Some ideas will be really over the line—you cross those off. Some will push you up to the line—you should try those. If you go over, you take a step back and execute on the right side of the line.
When it comes from data it's called Moneyball. When it comes from creativity it's called hacking. When it goes too far it's called black hat.
But Mark drops the real truth here. If you're playing straight up against the big co's and expecting to win, you're not giving your company the best chance to succeed.
I'm trying to think of an ethical way to frame this. Basically to do well - you need to think about the worst possible way to get customers.
This was quite a sobering article.
The reality that most newbies (including myself) don't consider as often as we should, is that if you're going to go up against the big boys with all their money, resources etc, by playing by (what publicly appear to be) "the rules" - that is going to get you nowhere.really fast.

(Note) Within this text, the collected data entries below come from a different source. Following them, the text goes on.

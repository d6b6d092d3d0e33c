//! Table discovery for a reachable endpoint.
//!
//! Dialects either list tables through the service or run an owner-scoped
//! catalog query with a single fallback. Both paths end in a normalized
//! [`TableList`].

use crate::dialect::{self, DiscoveryStrategy};
use crate::error::{DbCompareError, Result};
use crate::models::{EndpointConfig, EndpointRole, Operation, TableList};
use crate::service::{CatalogRow, ComparisonService};
use serde_json::Value;
use std::time::Duration;
use tracing::{debug, info, warn};

/// Column keys that may carry the table name, in lookup order.
pub const TABLE_NAME_KEYS: [&str; 5] = [
    "TABLE_NAME",
    "table_name",
    "TABLENAME",
    "tableName",
    "tablename",
];

/// Discovers the tables visible at `config`.
///
/// Must only be called after a successful probe for the same endpoint. Each
/// request is bounded by `bound` on its own.
///
/// # Errors
/// - `Validation` if the endpoint is incomplete
/// - `Timeout` if a listing request does not answer in time
/// - `DiscoveryFailed` if listing fails, or if both the primary and the
///   fallback catalog queries fail
pub async fn discover(
    service: &dyn ComparisonService,
    role: EndpointRole,
    config: &EndpointConfig,
    bound: Duration,
) -> Result<TableList> {
    config.validate()?;

    let tables = match dialect::discovery_strategy(config.dialect) {
        DiscoveryStrategy::Listing => list_tables(service, role, config, bound).await?,
        DiscoveryStrategy::FilteredQueryWithFallback => {
            query_with_fallback(service, role, config, bound).await?
        }
    };

    info!("✓ Found {} tables on {} endpoint", tables.len(), role);
    Ok(tables)
}

async fn list_tables(
    service: &dyn ComparisonService,
    role: EndpointRole,
    config: &EndpointConfig,
    bound: Duration,
) -> Result<TableList> {
    debug!("Listing tables for {} endpoint", role);

    let response = tokio::time::timeout(bound, service.list_tables(role, config))
        .await
        .map_err(|_| DbCompareError::Timeout {
            role,
            operation: Operation::TableListing,
            bound,
        })?
        .map_err(|error| match error {
            DbCompareError::Timeout { .. } => error,
            other => DbCompareError::discovery_failed(role, other.to_string()),
        })?;

    Ok(TableList::from_names(response.names_for(role)))
}

async fn query_with_fallback(
    service: &dyn ComparisonService,
    role: EndpointRole,
    config: &EndpointConfig,
    bound: Duration,
) -> Result<TableList> {
    let filter = config.normalized_filter().ok_or_else(|| {
        DbCompareError::validation(format!(
            "schema filter is required for {} table discovery",
            config.dialect
        ))
    })?;

    let primary_error = match dialect::primary_catalog_query(config.dialect, &filter) {
        Some(query) => match run_query(service, role, config, &query, bound).await {
            Ok(rows) => return Ok(tables_from_rows(&rows)),
            Err(error) => error,
        },
        None => DbCompareError::configuration(format!(
            "{} has no catalog query configured",
            config.dialect
        )),
    };

    warn!(
        "Primary table query for {} endpoint failed ({}); trying current-user tables",
        role, primary_error
    );

    let Some(fallback) = dialect::fallback_catalog_query(config.dialect) else {
        return Err(DbCompareError::discovery_failed(
            role,
            primary_error.to_string(),
        ));
    };

    match run_query(service, role, config, fallback, bound).await {
        Ok(rows) => Ok(tables_from_rows(&rows)),
        Err(fallback_error) => Err(DbCompareError::discovery_failed(
            role,
            format!("primary query: {primary_error}; fallback query: {fallback_error}"),
        )),
    }
}

async fn run_query(
    service: &dyn ComparisonService,
    role: EndpointRole,
    config: &EndpointConfig,
    query: &str,
    bound: Duration,
) -> Result<Vec<CatalogRow>> {
    tokio::time::timeout(bound, service.run_catalog_query(role, config, query))
        .await
        .map_err(|_| DbCompareError::Timeout {
            role,
            operation: Operation::CatalogQuery,
            bound,
        })?
}

fn tables_from_rows(rows: &[CatalogRow]) -> TableList {
    TableList::from_names(rows.iter().filter_map(extract_table_name))
}

/// Pulls the table name out of one catalog row.
///
/// Known keys are tried in [`TABLE_NAME_KEYS`] order, then the first column.
/// Null, empty and non-string values yield `None`.
pub fn extract_table_name(row: &CatalogRow) -> Option<&str> {
    let value = TABLE_NAME_KEYS
        .iter()
        .find_map(|key| row.get(*key))
        .or_else(|| row.values().next())?;

    match value {
        Value::String(name) if !name.trim().is_empty() => Some(name.as_str()),
        _ => None,
    }
}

Here's the comment I posted on the article "Refreshingly honest post Mark. For any hack to work sustainably, there needs to be substance at the end of the conversion funnel. Often some seeding is required for a powerful organic engine to take over. Each marketer needs to decide where to draw the line in acceptable behavior bringing their product to market. I've always been pretty conservative with my line. I think by being very innovative and persistent, you can be completely white hat and still succeed, but it's a lot harder. And you need an amazing product experience to make the job easier. But many channels will be out of reach because the playing field is as you describe it."
So to add a bit more, it's important not to be blind to what's happening out there, but I think you can be completely white hat and succeed.